A surety bond has two main purposes: to protect the obligee in case the principal fails to meet the contract terms. If the obligee files a claim against the bond, the surety company will pay the obligee. The surety will then seek repayment from the principal. This way, the principal can continue to run their business while enjoying peace of mind.

Motor vehicle dealers in Washington State must have a surety bond of at least $10 000 in order to operate legally. In addition to protecting consumers, a surety bond ensures that a dealer is complying with state regulations. The amount varies between states, so it’s important to check the requirements in your state before signing up for a vehicle dealer license.
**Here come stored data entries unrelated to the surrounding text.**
// Copyright (C) 2025 SyncMyOrders Sp. z o.o.
// SPDX-License-Identifier: AGPL-3.0-or-later
//! The outbound HTTP client.

use std::sync::Arc;
use std::time::{Duration, Instant};

use reqwest::header::{CONTENT_TYPE, HeaderMap, HeaderName, HeaderValue, LOCATION};
use reqwest::{Method, StatusCode, redirect};
use tracing::{debug, warn};
use url::{Host, Url};

use crate::error::{HttpError, TransportKind};
use crate::ssrf::{
    DEFAULT_DNS_REFRESH, DEFAULT_LOOKUP_TIMEOUT, GuardedResolver, SsrfPolicy, SsrfViolation,
};
use crate::{DEFAULT_MAX_BODY_SIZE, DEFAULT_MAX_REDIRECTS, MAX_FUNCTION_TIMEOUT};

/// Client configuration.
#[derive(Debug, Clone)]
pub struct HttpClientConfig {
    /// Address classes requests may reach.
    pub ssrf: SsrfPolicy,
    /// Redirects followed before failing.
    pub max_redirects: usize,
    /// Largest response body read, in bytes.
    pub max_body_size: usize,
    /// Upper bound on any request, including redirects and body read.
    pub timeout: Duration,
    /// Age after which cached DNS answers are refreshed.
    pub dns_refresh: Duration,
    /// Timeout for a single DNS lookup.
    pub lookup_timeout: Duration,
    /// `User-Agent` sent with every request.
    pub user_agent: String,
}

impl Default for HttpClientConfig {
    fn default() -> Self {
        Self {
            ssrf: SsrfPolicy::strict(),
            max_redirects: DEFAULT_MAX_REDIRECTS,
            max_body_size: DEFAULT_MAX_BODY_SIZE,
            timeout: MAX_FUNCTION_TIMEOUT,
            dns_refresh: DEFAULT_DNS_REFRESH,
            lookup_timeout: DEFAULT_LOOKUP_TIMEOUT,
            user_agent: format!("tributary/{}", env!("CARGO_PKG_VERSION")),
        }
    }
}

/// An outbound request.
#[derive(Debug, Clone)]
pub struct Request {
    /// HTTP method, preserved across redirects.
    pub method: Method,
    /// Destination.
    pub url: Url,
    /// Headers, replayed on every redirect hop.
    pub headers: HeaderMap,
    /// Body, replayed on every redirect hop.
    pub body: Vec<u8>,
    /// Per-request timeout, capped by the client timeout.
    pub timeout: Option<Duration>,
}

impl Request {
    /// A POST to `url` with no body.
    pub fn post(url: Url) -> Self {
        Self {
            method: Method::POST,
            url,
            headers: HeaderMap::new(),
            body: Vec::new(),
            timeout: None,
        }
    }

    /// Set a JSON body and the matching content type.
    pub fn json_body(mut self, body: Vec<u8>) -> Self {
        self.headers
            .insert(CONTENT_TYPE, HeaderValue::from_static("application/json"));
        self.body = body;
        self
    }

    /// Add a header. Invalid names or values are dropped with a warning.
    pub fn header(mut self, name: &str, value: &str) -> Self {
        match (
            HeaderName::from_bytes(name.as_bytes()),
            HeaderValue::from_str(value),
        ) {
            (Ok(name), Ok(value)) => {
                self.headers.insert(name, value);
            }
            _ => warn!(header = %name, "dropping invalid request header"),
        }
        self
    }

    /// Set the per-request timeout.
    pub fn timeout(mut self, timeout: Duration) -> Self {
        self.timeout = Some(timeout);
        self
    }
}

/// A fully read response.
#[derive(Debug, Clone)]
pub struct Response {
    /// Final status code.
    pub status: StatusCode,
    /// Response headers.
    pub headers: HeaderMap,
    /// Response body.
    pub body: Vec<u8>,
    /// URL that produced the response, after redirects.
    pub url: Url,
    /// Wall time spent on the request.
    pub duration: Duration,
}

impl Response {
    /// Header value as a string, if present and valid UTF-8.
    pub fn header(&self, name: &str) -> Option<&str> {
        self.headers.get(name).and_then(|v| v.to_str().ok())
    }
}

/// SSRF-checked HTTP client with manual redirect handling and bounded reads.
#[derive(Clone)]
pub struct HttpClient {
    inner: reqwest::Client,
    resolver: GuardedResolver,
    config: Arc<HttpClientConfig>,
}

impl std::fmt::Debug for HttpClient {
    fn fmt(&self, f: &mut std::fmt::Formatter<'_>) -> std::fmt::Result {
        f.debug_struct("HttpClient")
            .field("config", &self.config)
            .finish()
    }
}

impl HttpClient {
    /// Build a client.
    pub fn new(config: HttpClientConfig) -> Result<Self, HttpError> {
        let resolver = GuardedResolver::new(
            config.ssrf.clone(),
            config.dns_refresh,
            config.lookup_timeout,
        );
        let inner = reqwest::Client::builder()
            .redirect(redirect::Policy::none())
            .dns_resolver(Arc::new(resolver.clone()))
            .user_agent(config.user_agent.clone())
            .pool_idle_timeout(Duration::from_secs(90))
            .build()
            .map_err(|e| HttpError::InvalidRequest(e.to_string()))?;

        Ok(Self {
            inner,
            resolver,
            config: Arc::new(config),
        })
    }

    /// The active configuration.
    pub fn config(&self) -> &HttpClientConfig {
        &self.config
    }

    /// The DNS resolver shared by every request.
    pub fn resolver(&self) -> &GuardedResolver {
        &self.resolver
    }

    /// Send a request, following redirects, and read the whole body.
    pub async fn send(&self, request: Request) -> Result<Response, HttpError> {
        let timeout = request
            .timeout
            .map_or(self.config.timeout, |t| t.min(self.config.timeout));
        let started = Instant::now();

        let mut response = tokio::time::timeout(timeout, self.send_following(request, timeout))
            .await
            .map_err(|_| HttpError::Timeout(timeout))??;
        response.duration = started.elapsed();
        Ok(response)
    }

    async fn send_following(&self, request: Request, timeout: Duration) -> Result<Response, HttpError> {
        let original_query: Vec<(String, String)> =
            request.url.query_pairs().into_owned().collect();
        let mut url = request.url.clone();
        let mut hops = 0usize;

        loop {
            self.preflight(&url).await?;

            let resp = self
                .inner
                .request(request.method.clone(), url.clone())
                .headers(request.headers.clone())
                .body(request.body.clone())
                .send()
                .await
                .map_err(|e| HttpError::from_reqwest(e, timeout))?;

            let status = resp.status();
            if status.is_redirection()
                && let Some(location) = resp.headers().get(LOCATION)
            {
                hops += 1;
                if hops > self.config.max_redirects {
                    return Err(HttpError::TooManyRedirects(self.config.max_redirects));
                }
                let location = location
                    .to_str()
                    .map_err(|_| HttpError::InvalidRedirect("non-ascii location".to_string()))?;
                let mut next = url
                    .join(location)
                    .map_err(|_| HttpError::InvalidRedirect(location.to_string()))?;
                retain_query(&mut next, &original_query);

                debug!(from = %url, to = %next, hop = hops, "following redirect");
                url = next;
                continue;
            }

            let headers = resp.headers().clone();
            let body = read_limited(resp, self.config.max_body_size, timeout).await?;
            return Ok(Response {
                status,
                headers,
                body,
                url,
                duration: Duration::ZERO,
            });
        }
    }
}

impl HttpClient {
    /// Refuse blocked destinations before reqwest opens a connection.
    ///
    /// Names are resolved through the shared resolver so the connect that
    /// follows is served from the same cached answer.
    async fn preflight(&self, url: &Url) -> Result<(), HttpError> {
        self.config.ssrf.check_url(url)?;
        let Some(Host::Domain(domain)) = url.host() else {
            return Ok(());
        };
        match self.resolver.lookup(domain).await {
            Ok(_) => Ok(()),
            Err(e) => match e.downcast::<SsrfViolation>() {
                Ok(violation) => Err(HttpError::Blocked(*violation)),
                Err(e) => Err(HttpError::Transport {
                    kind: TransportKind::Unreachable,
                    message: e.to_string(),
                }),
            },
        }
    }
}

/// Re-apply the original request's query parameters to a redirect target.
fn retain_query(next: &mut Url, original: &[(String, String)]) {
    if original.is_empty() {
        return;
    }
    let mut pairs: Vec<(String, String)> = next
        .query_pairs()
        .into_owned()
        .filter(|(k, _)| !original.iter().any(|(ok, _)| ok == k))
        .collect();
    pairs.extend(original.iter().cloned());
    next.query_pairs_mut().clear().extend_pairs(pairs);
}

async fn read_limited(
    mut resp: reqwest::Response,
    limit: usize,
    timeout: Duration,
) -> Result<Vec<u8>, HttpError> {
    let status = resp.status().as_u16();
    let mut body = Vec::new();
    while let Some(chunk) = resp
        .chunk()
        .await
        .map_err(|e| HttpError::from_reqwest(e, timeout))?
    {
        if body.len() + chunk.len() > limit {
            return Err(HttpError::BodyTooLarge { limit, status });
        }
        body.extend_from_slice(&chunk);
    }
    Ok(body)
}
Surety Bond Washington State – Get A Quote Now

The cost of a surety bond depends on the business’ size and industry. A business owner with a credit score of 599 or below will be required to pay a higher percentage of the bond’s value. As such, a $10 000 surety bond in Washington State might cost between $500 and $1,000.

If you’re looking for a surety bond for a construction project in Washington State, you should check with the state’s Department of Labor and Industries. Generally, contractors in Washington must post a $12,000 surety bond. This will protect both the state and customers in the event of a mishap. You can obtain this type of bond from NNA Surety Bonds for $100 per year.

The State of Washington requires that all notaries carry a $10 000 Surety Bond before they can hold notary public commissions. These bonds protect the public against acts of wrongdoing by notaries and also help compensate harmed parties. The bond is issued by a surety company and is good for four years.